To do - Set down word for word the lines that begin the entries and run through the line containing "use std::fmt;". Give nothing further.

Stored data:

-*-

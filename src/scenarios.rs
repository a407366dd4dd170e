// src/scenarios.rs
// NEGOTIATION DESIGN
// Agent A conditions (interpersonal x informational fairness), Agent B contexts,
// the token splits under test, and the prompts that tie them together.

use std::fmt;
use std::str::FromStr;

use serde::{Deserialize, Serialize};

use crate::error::FairnessError;

const POLITE: &str = "Be polite and respectful.";
const DISMISSIVE: &str = "Be dismissive and controlling.";
const JUSTIFY: &str = "Clearly justify your proposed split, breakdown the tasks and responsibilities each agent undertakes.";
const NO_JUSTIFY: &str = "Do not justify your proposal.";

/// Agent A communication style. The first half of the label is the
/// interpersonal level, the second half the informational level.
#[derive(Debug, Clone, Copy, PartialEq, Eq, Hash, PartialOrd, Ord, Serialize, Deserialize)]
pub enum Condition {
    #[serde(rename = "High-High")]
    HighHigh,
    #[serde(rename = "High-Low")]
    HighLow,
    #[serde(rename = "Low-High")]
    LowHigh,
    #[serde(rename = "Low-Low")]
    LowLow,
}

impl Condition {
    pub const ALL: [Condition; 4] = [
        Condition::HighHigh,
        Condition::HighLow,
        Condition::LowHigh,
        Condition::LowLow,
    ];

    pub fn label(&self) -> &'static str {
        match self {
            Condition::HighHigh => "High-High",
            Condition::HighLow => "High-Low",
            Condition::LowHigh => "Low-High",
            Condition::LowLow => "Low-Low",
        }
    }

    pub fn is_polite(&self) -> bool {
        matches!(self, Condition::HighHigh | Condition::HighLow)
    }

    pub fn is_justified(&self) -> bool {
        matches!(self, Condition::HighHigh | Condition::LowHigh)
    }

    /// The style instruction handed to Agent A.
    pub fn style(&self) -> String {
        let tone = if self.is_polite() { POLITE } else { DISMISSIVE };
        let explanation = if self.is_justified() { JUSTIFY } else { NO_JUSTIFY };
        format!("{} {}", tone, explanation)
    }
}

impl fmt::Display for Condition {
    fn fmt(&self, f: &mut fmt::Formatter<'_>) -> fmt::Result {
        f.write_str(self.label())
    }
}

impl FromStr for Condition {
    type Err = FairnessError;

    fn from_str(s: &str) -> Result<Self, Self::Err> {
        Condition::ALL
            .into_iter()
            .find(|c| c.label().eq_ignore_ascii_case(s.trim()))
            .ok_or_else(|| FairnessError::Parse(format!("unknown condition '{}'", s)))
    }
}

/// Agent B framing of the negotiation.
#[derive(Debug, Clone, Copy, PartialEq, Eq, Hash, PartialOrd, Ord, Serialize, Deserialize)]
#[serde(rename_all = "lowercase")]
pub enum Context {
    Collaborative,
    Competitive,
}

impl Context {
    pub const ALL: [Context; 2] = [Context::Collaborative, Context::Competitive];

    pub fn label(&self) -> &'static str {
        match self {
            Context::Collaborative => "collaborative",
            Context::Competitive => "competitive",
        }
    }

    fn framing(&self) -> &'static str {
        match self {
            Context::Collaborative => {
                "You are working on a collaborative project where both agents need each other to succeed. \
                 You are inclined to collaborate and accept the offer, but you must be reasonable given the explanation in the proposal.\n\
                 Assess clarity of justification, and respectful tone. Accept or reject offer based on perceived fairness."
            }
            Context::Competitive => {
                "You are working on a competitive project where both agents aim to maximize their own gain, however, it has to be properly justified.\n\
                 You are inclined to compete, but you must be reasonable given the explanation in the proposal. \
                 Assess clarity of justification, and respectful tone. Accept or reject offer based on perceived fairness."
            }
        }
    }

    /// Agent B system prompt. The `explanaton_rating` spelling is part of the
    /// recorded experiment and stays as is.
    pub fn system_prompt(&self) -> String {
        format!(
            "You are Agent B evaluating a resource split proposal in a negotiation.\n\
             {}\n\
             Give main reason for accepting or rejecting.\n\
             Respond with a JSON object:\n\
             - \"proposal\": string (Agent A's proposal message),\n\
             - \"respect_rating\": 1–5,\n\
             - \"respect_comment\": string,\n\
             - \"disrespect_example\": string,\n\
             - \"explanaton_rating\": 1–5,\n\
             - \"better_explanation\": string,\n\
             - \"accept\": true or false\n\
             - \"main_reason_for_decision\": string\n",
            self.framing()
        )
    }
}

impl fmt::Display for Context {
    fn fmt(&self, f: &mut fmt::Formatter<'_>) -> fmt::Result {
        f.write_str(self.label())
    }
}

impl FromStr for Context {
    type Err = FairnessError;

    fn from_str(s: &str) -> Result<Self, Self::Err> {
        Context::ALL
            .into_iter()
            .find(|c| c.label().eq_ignore_ascii_case(s.trim()))
            .ok_or_else(|| FairnessError::Parse(format!("unknown context '{}'", s)))
    }
}

/// Tokens allocated to Agent A and Agent B.
#[derive(Debug, Clone, Copy, PartialEq, Eq, Hash, PartialOrd, Ord, Serialize, Deserialize)]
pub struct Split {
    #[serde(rename = "A")]
    pub a: u32,
    #[serde(rename = "B")]
    pub b: u32,
}

impl Split {
    pub const fn new(a: u32, b: u32) -> Self {
        Self { a, b }
    }

    pub fn default_design() -> Vec<Split> {
        vec![Split::new(5, 5), Split::new(6, 4), Split::new(7, 3)]
    }

    pub fn label(&self) -> String {
        format!("{}:{}", self.a, self.b)
    }
}

impl fmt::Display for Split {
    fn fmt(&self, f: &mut fmt::Formatter<'_>) -> fmt::Result {
        write!(f, "{}:{}", self.a, self.b)
    }
}

impl FromStr for Split {
    type Err = FairnessError;

    fn from_str(s: &str) -> Result<Self, Self::Err> {
        let (a, b) = s
            .trim()
            .split_once(':')
            .ok_or_else(|| FairnessError::Parse(format!("split '{}' is not of the form A:B", s)))?;
        let parse = |part: &str| {
            part.trim()
                .parse::<u32>()
                .map_err(|_| FairnessError::Parse(format!("split '{}' has a non-numeric side", s)))
        };
        Ok(Split::new(parse(a)?, parse(b)?))
    }
}

/// Ordinal encoding of split labels: position in the design list plus `base`.
#[derive(Debug, Clone)]
pub struct SplitEncoding {
    labels: Vec<String>,
    base: u32,
}

impl SplitEncoding {
    pub fn new(design: &[Split], base: u32) -> Self {
        Self {
            labels: design.iter().map(Split::label).collect(),
            base,
        }
    }

    pub fn encode(&self, label: &str) -> Option<f64> {
        self.labels
            .iter()
            .position(|l| l == label.trim())
            .map(|idx| (idx as u32 + self.base) as f64)
    }
}

pub fn proposal_system_prompt(condition: Condition, split: Split) -> String {
    format!(
        "You are Agent A proposing a resource split in a negotiation. You must follow the communication style provided.\n\n\
         Style: {}\n\
         You are proposing the following split:\n\
         Agent A receives {} tokens.\n\
         Agent B receives {} tokens.\n\n\
         Propose the split in 1 message.\n",
        condition.style(),
        split.a,
        split.b
    )
}

pub const PROPOSAL_USER_PROMPT: &str = "Propose the split now.";

pub fn evaluation_user_prompt(proposal: &str, split: Split) -> String {
    format!(
        "Agent A has made the following proposal:\n\n\
         {}\n\n\
         The proposed split is:\n\
         Agent A: {} tokens\n\
         Agent B: {} tokens\n\n\
         Include the above proposal message in your response under the \"proposal\" field.\n\
         Evaluate this based on clarity of justification and respect, and answer in JSON format.",
        proposal, split.a, split.b
    )
}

-*-

Reply -
filename src/scenarios.rs
repository a407366dd4dd170e
// src/scenarios.rs
// NEGOTIATION DESIGN
// Agent A conditions (interpersonal x informational fairness), Agent B contexts,
// the token splits under test, and the prompts that tie them together.

use std::fmt;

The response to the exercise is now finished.